But here’s another to add to the list anyway: Il Cattivo. (And, for the record, this one wins. Just plain wins. Period.) Il Cattivo features members of former and current bands including Black Lamb (Brian Hagman), Plains Mistaken For Stars (Matt Bellinger), Ghost Buffalo (Jed Koop), Machine Gun Blues (Holland Rock-Garden) and Taun Taun (Matty Clark). All of these guys are Denver metal/thrash/punk heroes, and all of their associated bands hold various legendary places in the Mile Hi Metal Pantheon (such that it is, or exists, or whatever). But in Il Cattivo, the best of their best has been magnified, intensified, codified and perfectified (as of now a word). The result is something the loose, bluesy thrash bombast side of Denver has been stretching, growing and just missing for far too long.

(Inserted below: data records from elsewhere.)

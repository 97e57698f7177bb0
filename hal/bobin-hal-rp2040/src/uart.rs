//! Motor controller link
//!
//! The link uses UART0 in buffered mode so bytes keep arriving while the
//! main loop is drawing the LCD. RP2040 pin options:
//! - UART0: GPIO 0/1, 12/13, 16/17
//! - UART1: GPIO 4/5, 8/9, 20/21, 24/25

use embassy_rp::uart::{BufferedUartRx, BufferedUartTx, Error};
use embedded_io::{Read, ReadReady, Write};

use bobin_hal::{UartRx, UartTx};

/// Transmit half of the buffered link
pub struct LinkTx(BufferedUartTx);

impl LinkTx {
    pub fn new(tx: BufferedUartTx) -> Self {
        Self(tx)
    }
}

impl UartTx for LinkTx {
    type Error = Error;

    fn write_blocking(&mut self, data: &[u8]) -> Result<(), Self::Error> {
        self.0.write_all(data)
    }

    fn flush(&mut self) -> Result<(), Self::Error> {
        Write::flush(&mut self.0)
    }
}

/// Receive half of the buffered link
pub struct LinkRx(BufferedUartRx);

impl LinkRx {
    pub fn new(rx: BufferedUartRx) -> Self {
        Self(rx)
    }
}

impl UartRx for LinkRx {
    type Error = Error;

    fn try_read_byte(&mut self) -> Result<Option<u8>, Self::Error> {
        if !self.0.read_ready()? {
            return Ok(None);
        }
        let mut byte = [0u8; 1];
        match self.0.read(&mut byte)? {
            0 => Ok(None),
            _ => Ok(Some(byte[0])),
        }
    }
}
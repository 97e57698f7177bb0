//! Build script for bobin-firmware
//!
//! - Sets up linker search paths for memory.x
//! - Validates winder.toml at compile time
//! - Generates the `WINDER_CONFIG` constant the binary boots with

use std::env;
use std::fs::{self, File};
use std::io::Write;
use std::path::{Path, PathBuf};

use bobin_core::config::{ConfigError, WinderConfig};

/// Top-level tables winder.toml may contain
const KNOWN_SECTIONS: [&str; 4] = ["timing", "speed", "link", "homing"];

fn main() {
    let out_dir = PathBuf::from(env::var("OUT_DIR").expect("OUT_DIR is set by cargo"));
    setup_linker(&out_dir);
    let config = load_config();
    write_config(&out_dir, &config);
}

/// Set up linker search paths for memory.x
fn setup_linker(out_dir: &Path) {
    let memory_x = include_bytes!("memory.x");
    let mut f = File::create(out_dir.join("memory.x")).expect("create memory.x");
    f.write_all(memory_x).expect("write memory.x");

    println!("cargo:rustc-link-search={}", out_dir.display());

    println!("cargo:rerun-if-changed=memory.x");
    println!("cargo:rerun-if-changed=build.rs");

    println!("cargo:rustc-link-arg-bins=--nmagic");
    println!("cargo:rustc-link-arg-bins=-Tlink.x");
    println!("cargo:rustc-link-arg-bins=-Tlink-rp.x");
    println!("cargo:rustc-link-arg-bins=-Tdefmt.x");
}

/// Parse and validate winder.toml
fn load_config() -> WinderConfig {
    println!("cargo:rerun-if-changed=winder.toml");

    let config_path = Path::new("winder.toml");

    if !config_path.exists() {
        panic!(
            "\n\
            ╔══════════════════════════════════════════════════════════════════╗\n\
            ║  ERROR: winder.toml not found!                                   ║\n\
            ║                                                                  ║\n\
            ║  The firmware requires a winder.toml configuration file.         ║\n\
            ║  Please create one in the bobin-firmware directory; an empty     ║\n\
            ║  file selects the default panel behavior.                        ║\n\
            ╚══════════════════════════════════════════════════════════════════╝\n"
        );
    }

    let config_content = match fs::read_to_string(config_path) {
        Ok(content) => content,
        Err(e) => {
            panic!(
                "\n\
                ╔══════════════════════════════════════════════════════════════════╗\n\
                ║  ERROR: Failed to read winder.toml                               ║\n\
                ║                                                                  ║\n\
                ║  Error: {:<56} ║\n\
                ╚══════════════════════════════════════════════════════════════════╝\n",
                e
            );
        }
    };

    // Syntax first, so a typo is reported as such rather than as a type error
    let raw: toml::Value = match toml::from_str(&config_content) {
        Ok(value) => value,
        Err(e) => {
            panic!(
                "\n\
                ╔══════════════════════════════════════════════════════════════════╗\n\
                ║  ERROR: Invalid TOML syntax in winder.toml                       ║\n\
                ╠══════════════════════════════════════════════════════════════════╣\n\
                ║                                                                  ║\n\
                {}\n\
                ║                                                                  ║\n\
                ╚══════════════════════════════════════════════════════════════════╝\n",
                format_error_lines(&e.to_string())
            );
        }
    };

    validate_sections(&raw);

    let config: WinderConfig = match toml::from_str(&config_content) {
        Ok(config) => config,
        Err(e) => {
            panic!(
                "\n\
                ╔══════════════════════════════════════════════════════════════════╗\n\
                ║  ERROR: Wrong value type in winder.toml                          ║\n\
                ╠══════════════════════════════════════════════════════════════════╣\n\
                {}\n\
                ╚══════════════════════════════════════════════════════════════════╝\n",
                format_error_lines(&e.to_string())
            );
        }
    };

    if let Err(e) = config.validate() {
        panic!(
            "\n\
            ╔══════════════════════════════════════════════════════════════════╗\n\
            ║  ERROR: Invalid configuration in winder.toml                     ║\n\
            ╠══════════════════════════════════════════════════════════════════╣\n\
            ║  • {:<62} ║\n\
            ╚══════════════════════════════════════════════════════════════════╝\n",
            describe(e)
        );
    }

    println!("cargo:warning=winder.toml validated successfully");
    config
}

/// Format error message lines with box drawing
fn format_error_lines(msg: &str) -> String {
    msg.lines()
        .map(|line| {
            let truncated = if line.len() > 64 {
                format!("{}...", &line[..61])
            } else {
                line.to_string()
            };
            format!("║  {:<64} ║", truncated)
        })
        .collect::<Vec<_>>()
        .join("\n")
}

/// Reject misspelled sections, which serde would otherwise skip silently
fn validate_sections(config: &toml::Value) {
    let table = match config {
        toml::Value::Table(t) => t,
        _ => return,
    };

    let mut errors = Vec::new();

    for (name, value) in table {
        if !KNOWN_SECTIONS.contains(&name.as_str()) {
            errors.push(format!("Unknown section [{}]", name));
        } else if !value.is_table() {
            errors.push(format!("[{}] must be a table", name));
        }
    }

    if !errors.is_empty() {
        panic!(
            "\n\
            ╔══════════════════════════════════════════════════════════════════╗\n\
            ║  ERROR: Unexpected sections in winder.toml                       ║\n\
            ╠══════════════════════════════════════════════════════════════════╣\n\
            {}\n\
            ║                                                                  ║\n\
            ║  Valid sections: [timing] [speed] [link] [homing]                ║\n\
            ╚══════════════════════════════════════════════════════════════════╝\n",
            errors
                .iter()
                .map(|e| format!("║  • {:<62} ║", e))
                .collect::<Vec<_>>()
                .join("\n")
        );
    }
}

fn describe(error: ConfigError) -> String {
    match error {
        ConfigError::ZeroInterval => "a debounce, refresh or poll interval is zero".to_string(),
        ConfigError::EmptyInputRange => "[speed] input_min must be below input_max".to_string(),
        ConfigError::EmptyOutputRange => "[speed] output_min must be below output_max".to_string(),
        ConfigError::UnsupportedBaudRate(baud) => {
            format!("[link] baud {} is not 57600 or 115200", baud)
        }
    }
}

/// Emit `WINDER_CONFIG` as a const initializer
fn write_config(out_dir: &Path, config: &WinderConfig) {
    let t = &config.timing;
    let s = &config.speed;
    let l = &config.link;
    let h = &config.homing;

    let source = format!(
        "pub const WINDER_CONFIG: WinderConfig = WinderConfig {{\n    \
            timing: TimingConfig {{\n        \
                sensor_debounce_ms: {},\n        \
                refresh_ms: {},\n        \
                home_poll_ms: {},\n        \
                splash_char_ms: {},\n        \
                splash_hold_ms: {},\n    \
            }},\n    \
            speed: SpeedConfig {{\n        \
                throttled: {},\n        \
                throttle_ms: {},\n        \
                input_min: {},\n        \
                input_max: {},\n        \
                output_min: {},\n        \
                output_max: {},\n    \
            }},\n    \
            link: LinkConfig {{\n        \
                baud: {},\n        \
                mirror_received: {},\n    \
            }},\n    \
            homing: HomingConfig {{\n        \
                enabled: {},\n    \
            }},\n\
        }};\n",
        t.sensor_debounce_ms,
        t.refresh_ms,
        t.home_poll_ms,
        t.splash_char_ms,
        t.splash_hold_ms,
        s.throttled,
        s.throttle_ms,
        s.input_min,
        s.input_max,
        s.output_min,
        s.output_max,
        l.baud,
        l.mirror_received,
        h.enabled,
    );

    let mut f = File::create(out_dir.join("winder_config.rs")).expect("create winder_config.rs");
    f.write_all(source.as_bytes()).expect("write winder_config.rs");
}
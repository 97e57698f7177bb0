//! Character display abstraction and shared screens for Bobin
//!
//! This crate provides:
//! - `DisplayBackend` trait for character LCDs
//! - `Screen`, a 4x20 text frame with per-row dirty tracking and cursor state
//! - `render`, which pushes only what changed to a backend
//! - Fixed screen templates for every machine state
//! - An HD44780 driver for the common PCF8574 I2C backpack
//!
//! # Architecture
//!
//! The controller never talks to the LCD directly. It edits a [`Screen`];
//! the main loop calls [`render`] once per tick. A screen swap (state
//! change) clears and repaints the whole panel, while live counters only
//! rewrite their own rows so the display does not flicker.

#![cfg_attr(not(test), no_std)]

pub mod backend;
pub mod hd44780;
pub mod render;
pub mod screen;
pub mod templates;

// Re-export key types
pub use backend::{DisplayBackend, DisplayError};
pub use hd44780::Hd44780;
pub use render::{render, type_out};
pub use screen::{Screen, SCREEN_COLS, SCREEN_ROWS};
//! Matrix keypad scanner
//!
//! Rows are driven low one at a time and the columns (pulled up) are read
//! back; a low column means the key at that crossing is down. Each key is
//! debounced on its own, and edges are queued so that two keys changing in
//! the same scan are both reported.

use embassy_rp::gpio::{Input, Output};
use embassy_time::Instant;
use heapless::Deque;

use bobin_hal::{elapsed_ms, KeyEvent, KeypadSource};

/// Settle time for a key change
pub const DEBOUNCE_MS: u32 = 10;

const EVENT_QUEUE_LEN: usize = 8;

#[derive(Debug, Clone, Copy, Default)]
struct KeyTrack {
    stable: bool,
    raw: bool,
    since: u32,
}

/// Scanner for an `R` x `C` keypad
pub struct MatrixKeypad<'d, const R: usize, const C: usize> {
    rows: [Output<'d>; R],
    cols: [Input<'d>; C],
    keymap: [[char; C]; R],
    keys: [[KeyTrack; C]; R],
    events: Deque<KeyEvent, EVENT_QUEUE_LEN>,
}

impl<'d, const R: usize, const C: usize> MatrixKeypad<'d, R, C> {
    /// Rows must start high, columns must have pull-ups enabled
    pub fn new(rows: [Output<'d>; R], cols: [Input<'d>; C], keymap: [[char; C]; R]) -> Self {
        Self {
            rows,
            cols,
            keymap,
            keys: [[KeyTrack::default(); C]; R],
            events: Deque::new(),
        }
    }

    fn scan(&mut self, now_ms: u32) {
        for r in 0..R {
            self.rows[r].set_low();
            // Column inputs go through a two-cycle synchronizer
            for _ in 0..8 {
                core::hint::spin_loop();
            }
            for c in 0..C {
                let down = self.cols[c].is_low();
                let key = &mut self.keys[r][c];
                if down != key.raw {
                    key.raw = down;
                    key.since = now_ms;
                } else if key.raw != key.stable
                    && elapsed_ms(now_ms, key.since) >= DEBOUNCE_MS
                {
                    key.stable = key.raw;
                    let symbol = self.keymap[r][c];
                    let event = if key.stable {
                        KeyEvent::pressed(symbol)
                    } else {
                        KeyEvent::released(symbol)
                    };
                    // Overflow drops the edge; the key is seen again on the next change
                    let _ = self.events.push_back(event);
                }
            }
            self.rows[r].set_high();
        }
    }
}

impl<const R: usize, const C: usize> KeypadSource for MatrixKeypad<'_, R, C> {
    fn poll(&mut self) -> Option<KeyEvent> {
        if self.events.is_empty() {
            let now = Instant::now().as_millis() as u32;
            self.scan(now);
        }
        self.events.pop_front()
    }
}
//! Keypad layout and key roles
//!
//! The panel carries a 5x4 membrane keypad. Its symbols are fixed in the
//! HAL keymap; this module gives each symbol its meaning.

/// Rows of the keypad matrix
pub const KEY_ROWS: usize = 5;

/// Columns of the keypad matrix
pub const KEY_COLS: usize = 4;

/// Symbol printed on each key, by (row, column)
pub const KEYMAP: [[char; KEY_COLS]; KEY_ROWS] = [
    ['G', 'H', '#', '*'],
    ['1', '2', '3', 'F'],
    ['4', '5', '6', 'E'],
    ['7', '8', '9', 'D'],
    ['A', '0', 'B', 'C'],
];

/// What a key does
#[derive(Debug, Clone, Copy, PartialEq, Eq)]
#[cfg_attr(feature = "defmt", derive(defmt::Format))]
pub enum Key {
    /// `0`..`9`
    Digit(u8),
    /// `C`: enter / start
    Confirm,
    /// `D`: zero the digit under the cursor
    Clear,
    /// `E`: edit the wire diameter
    FocusDiameter,
    /// `F`: edit the turn count
    FocusTurns,
    /// `G`: move to the first marker
    OffsetFirst,
    /// `H`: move to the second marker
    OffsetSecond,
    /// `A`: jog the carriage left while held
    JogLeft,
    /// `B`: jog the carriage right while held
    JogRight,
    /// `*`: escape
    Escape,
    /// `#`: mode
    Mode,
}

impl Key {
    /// Role of a keymap symbol
    pub fn from_char(symbol: char) -> Option<Self> {
        let key = match symbol {
            '0'..='9' => Key::Digit(symbol as u8 - b'0'),
            'C' => Key::Confirm,
            'D' => Key::Clear,
            'E' => Key::FocusDiameter,
            'F' => Key::FocusTurns,
            'G' => Key::OffsetFirst,
            'H' => Key::OffsetSecond,
            'A' => Key::JogLeft,
            'B' => Key::JogRight,
            '*' => Key::Escape,
            '#' => Key::Mode,
            _ => return None,
        };
        Some(key)
    }

    /// True for the two carriage jog keys
    pub fn is_jog(&self) -> bool {
        matches!(self, Key::JogLeft | Key::JogRight)
    }
}
//! UART serial communication abstractions
//!
//! Provides traits for the point-to-point serial link to the motor
//! controller. Reads are non-blocking because the main loop must keep
//! polling the keypad, pedal and sensor between bytes.

/// UART transmitter
pub trait UartTx {
    /// Error type for transmit operations
    type Error;

    /// Write data to the UART
    ///
    /// Blocks until all data has been queued or an error occurs.
    fn write_blocking(&mut self, data: &[u8]) -> Result<(), Self::Error>;

    /// Flush any buffered data
    fn flush(&mut self) -> Result<(), Self::Error>;

    /// Whether the transport finished initializing
    ///
    /// Boot waits on this forever if it never becomes true.
    fn is_ready(&self) -> bool {
        true
    }
}

/// UART receiver
pub trait UartRx {
    /// Error type for receive operations
    type Error;

    /// Read one byte if one is already buffered
    ///
    /// Returns `Ok(None)` immediately when nothing is pending.
    fn try_read_byte(&mut self) -> Result<Option<u8>, Self::Error>;
}

/// Baud rates the motor controller understands
#[derive(Debug, Clone, Copy, PartialEq, Eq)]
#[cfg_attr(feature = "defmt", derive(defmt::Format))]
pub enum BaudRate {
    /// 57600 baud (early panel revisions)
    B57600,
    /// 115200 baud
    B115200,
}

impl BaudRate {
    /// Look up a supported rate
    pub fn from_bps(bps: u32) -> Option<Self> {
        match bps {
            57_600 => Some(BaudRate::B57600),
            115_200 => Some(BaudRate::B115200),
            _ => None,
        }
    }
}
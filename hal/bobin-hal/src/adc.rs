//! Analog input abstraction
//!
//! The speed potentiometer is the only analog signal on the panel. The
//! reading is opaque: the range depends on the converter (8-bit on the
//! original panel, 10/12-bit elsewhere) and is mapped by the sampler.

/// Single-channel analog reading
pub trait AnalogInput {
    /// Take one raw sample
    fn read_raw(&mut self) -> u16;
}

impl<T: AnalogInput + ?Sized> AnalogInput for &mut T {
    fn read_raw(&mut self) -> u16 {
        (**self).read_raw()
    }
}
use std::time::Duration;

use clap::Parser;
use log::LevelFilter;

pub const DEFAULT_MQTT_SERVER: &str = "localhost";
pub const DEFAULT_MQTT_PORT: u16 = 1883;
pub const DEFAULT_TIMEOUT: u64 = 10;
pub const DEFAULT_RETRY: u64 = 5;
pub const DEFAULT_POLL_INTERVAL: u64 = 20;
pub const DEFAULT_REFRESH_CYCLES: u32 = 5;

/// Sinope thermostat MQTT bridge
#[derive(Parser, Debug)]
#[command(name = "sinope", version, about)]
pub struct Args {
    /// Neviweb username (email address)
    #[arg(short, long, env = "NEVIWEB_USERNAME")]
    pub username: String,

    /// Neviweb password
    #[arg(short, long, env = "NEVIWEB_PASSWORD", hide_env_values = true)]
    pub password: String,

    /// MQTT server url or IP
    #[arg(short = 'm', long, env = "MQTT_SERVER", default_value = DEFAULT_MQTT_SERVER)]
    pub mqtt_server: String,

    /// MQTT server port
    #[arg(short = 'P', long, env = "MQTT_PORT", default_value_t = DEFAULT_MQTT_PORT)]
    pub mqtt_port: u16,

    /// MQTT username
    #[arg(long, env = "MQTT_USER")]
    pub mqtt_username: Option<String>,

    /// MQTT password
    #[arg(long, env = "MQTT_PASS", hide_env_values = true)]
    pub mqtt_password: Option<String>,

    /// Neviweb communication timeout in seconds
    #[arg(short, long, env = "NEVIWEB_TIMEOUT", default_value_t = DEFAULT_TIMEOUT)]
    pub timeout: u64,

    /// Seconds to wait before retrying in case of connection error
    #[arg(short, long, env = "RETRY_DELAY", default_value_t = DEFAULT_RETRY)]
    pub retry: u64,

    /// Seconds between two thermostat polls
    #[arg(short, long, env = "POLL_INTERVAL", default_value_t = DEFAULT_POLL_INTERVAL)]
    pub interval: u64,

    /// Number of polls between two gateway refreshes
    #[arg(
        long,
        env = "REFRESH_CYCLES",
        default_value_t = DEFAULT_REFRESH_CYCLES,
        value_parser = clap::value_parser!(u32).range(1..)
    )]
    pub refresh_cycles: u32,

    /// Verbose logging. Can be specified twice.
    #[arg(short, long, action = clap::ArgAction::Count)]
    pub verbose: u8,
}

impl Args {
    pub fn into_config(self) -> BridgeConfig {
        BridgeConfig {
            username: self.username,
            password: self.password,
            mqtt_server: self.mqtt_server,
            mqtt_port: self.mqtt_port,
            mqtt_username: self.mqtt_username,
            mqtt_password: self.mqtt_password,
            timeout: Duration::from_secs(self.timeout),
            retry: Duration::from_secs(self.retry),
            poll_interval: Duration::from_secs(self.interval),
            refresh_cycles: self.refresh_cycles,
        }
    }
}

#[derive(Clone)]
pub struct BridgeConfig {
    pub username: String,
    pub password: String,
    pub mqtt_server: String,
    pub mqtt_port: u16,
    pub mqtt_username: Option<String>,
    pub mqtt_password: Option<String>,
    pub timeout: Duration,
    pub retry: Duration,
    pub poll_interval: Duration,
    pub refresh_cycles: u32,
}

impl BridgeConfig {
    pub fn new(username: String, password: String) -> Self {
        Self {
            username,
            password,
            mqtt_server: DEFAULT_MQTT_SERVER.to_string(),
            mqtt_port: DEFAULT_MQTT_PORT,
            mqtt_username: None,
            mqtt_password: None,
            timeout: Duration::from_secs(DEFAULT_TIMEOUT),
            retry: Duration::from_secs(DEFAULT_RETRY),
            poll_interval: Duration::from_secs(DEFAULT_POLL_INTERVAL),
            refresh_cycles: DEFAULT_REFRESH_CYCLES,
        }
    }

    pub fn mqtt_uri(&self) -> String {
        format!("tcp://{}:{}", self.mqtt_server, self.mqtt_port)
    }
}

pub fn level_filter(verbose: u8) -> LevelFilter {
    match verbose {
        0 => LevelFilter::Warn,
        1 => LevelFilter::Info,
        _ => LevelFilter::Debug,
    }
}
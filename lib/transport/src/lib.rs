mod command;
pub use command::Command;

mod status;
pub use status::Status;

mod topic;
pub use topic::Topic;
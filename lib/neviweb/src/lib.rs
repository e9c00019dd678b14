mod client;
pub use client::Client;

mod device;
pub use device::{Device, DeviceData, Gateway};

mod error;
pub use error::Error;

mod number;

pub type Result<T> = std::result::Result<T, Error>;
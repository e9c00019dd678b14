use log::{info, warn};
use tokio::time::sleep;

use crate::{Bridge, BridgeConfig, GatewayClient, PubSubClient, Result, Shutdown};

/// Runs bridge sessions until shutdown. Connection errors restart the
/// session with fresh clients after `config.retry`; anything else is returned.
pub async fn supervise<G, P, F>(
    config: &BridgeConfig,
    mut connect: F,
    mut shutdown: Shutdown,
) -> Result<()>
where
    G: GatewayClient,
    P: PubSubClient,
    F: FnMut() -> Result<(G, P)>,
{
    loop {
        let (gateway, pubsub) = connect()?;

        match Bridge::new(gateway, pubsub, config)
            .run(shutdown.clone())
            .await
        {
            Ok(()) => {
                info!("Bridge stopped");
                return Ok(());
            }
            Err(err) if err.is_connection() => {
                warn!(
                    "Connection error, retrying in {}s: {err:?}",
                    config.retry.as_secs()
                );

                tokio::select! {
                    _ = sleep(config.retry) => {}
                    _ = shutdown.wait() => return Ok(()),
                }
            }
            Err(err) => return Err(err),
        }
    }
}
use serde::Deserialize;

use crate::number;

#[derive(Clone, Debug, Deserialize, PartialEq)]
pub struct Gateway {
    pub id: u64,
    pub name: String,
    #[serde(skip)]
    pub devices: Vec<Device>,
}

#[derive(Clone, Debug, Deserialize, PartialEq)]
pub struct Device {
    pub id: u64,
    pub name: String,
}

/// Latest values reported by a thermostat. `None` while the device is offline.
#[derive(Copy, Clone, Debug, Default, Deserialize, PartialEq)]
pub struct DeviceData {
    #[serde(default, deserialize_with = "number::deserialize")]
    pub temperature: Option<f64>,
    #[serde(default, deserialize_with = "number::deserialize")]
    pub setpoint: Option<f64>,
}
use std::fmt;

use serde::de::{self, Unexpected};
use serde::Deserializer;

/// Neviweb reports readings either as JSON numbers or as numeric strings.
pub fn deserialize<'de, D>(deserializer: D) -> Result<Option<f64>, D::Error>
where
    D: Deserializer<'de>,
{
    struct NumberVisitor;

    impl<'de> de::Visitor<'de> for NumberVisitor {
        type Value = Option<f64>;

        fn expecting(&self, formatter: &mut fmt::Formatter) -> fmt::Result {
            formatter.write_str("a number or a numeric string")
        }

        fn visit_f64<E>(self, value: f64) -> Result<Self::Value, E>
        where
            E: de::Error,
        {
            Ok(Some(value))
        }

        fn visit_i64<E>(self, value: i64) -> Result<Self::Value, E>
        where
            E: de::Error,
        {
            Ok(Some(value as f64))
        }

        fn visit_u64<E>(self, value: u64) -> Result<Self::Value, E>
        where
            E: de::Error,
        {
            Ok(Some(value as f64))
        }

        fn visit_str<E>(self, value: &str) -> Result<Self::Value, E>
        where
            E: de::Error,
        {
            let value = value.trim();

            if value.is_empty() {
                return Ok(None);
            }

            value
                .parse()
                .map(Some)
                .map_err(|_| de::Error::invalid_value(Unexpected::Str(value), &self))
        }

        fn visit_none<E>(self) -> Result<Self::Value, E>
        where
            E: de::Error,
        {
            Ok(None)
        }

        fn visit_unit<E>(self) -> Result<Self::Value, E>
        where
            E: de::Error,
        {
            Ok(None)
        }

        fn visit_some<D>(self, deserializer: D) -> Result<Self::Value, D::Error>
        where
            D: Deserializer<'de>,
        {
            deserializer.deserialize_any(self)
        }
    }

    deserializer.deserialize_any(NumberVisitor)
}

Il Cattivo’s first effort, To Bring Low An Empire, proves it. From Hagman’s opening wails help to start “Long Gone John” the mood is set – and it’s too late, you’re already drunk. The Rock-Garden and Bellinger guitar assault rides hard and sloppy on Kopp and Clark’s (drums and bass, respectively) thrusting, tank-driven rhythms, all over the road – and sometimes off – until the whole thing comes to a twisting, tumbling halt. This is when you know you’re probably not going to remember where the bruises came from in the morning – between songs – until it starts up again.

Mid-record, “Salt Skinned Girls” fools you with a quickly broken promise of a little accessible respite, until Hagman’s huge voice opens the ground and swallows you up in his signature, mesmerizing howls. The record climaxes with the thick, fast sludge of “Serenity Prayer” (at one time aptly titled “Good Friday, Motherfucker!”) and then gets even louder and faster.

Actually, “Serenity Prayer” isn’t the only climax, but enough spoilers. Listen below to that one, and then go get the record to fill your metal hole.

[wpaudio url=”″ text=”Il Cattivo – Serenity Prayer”]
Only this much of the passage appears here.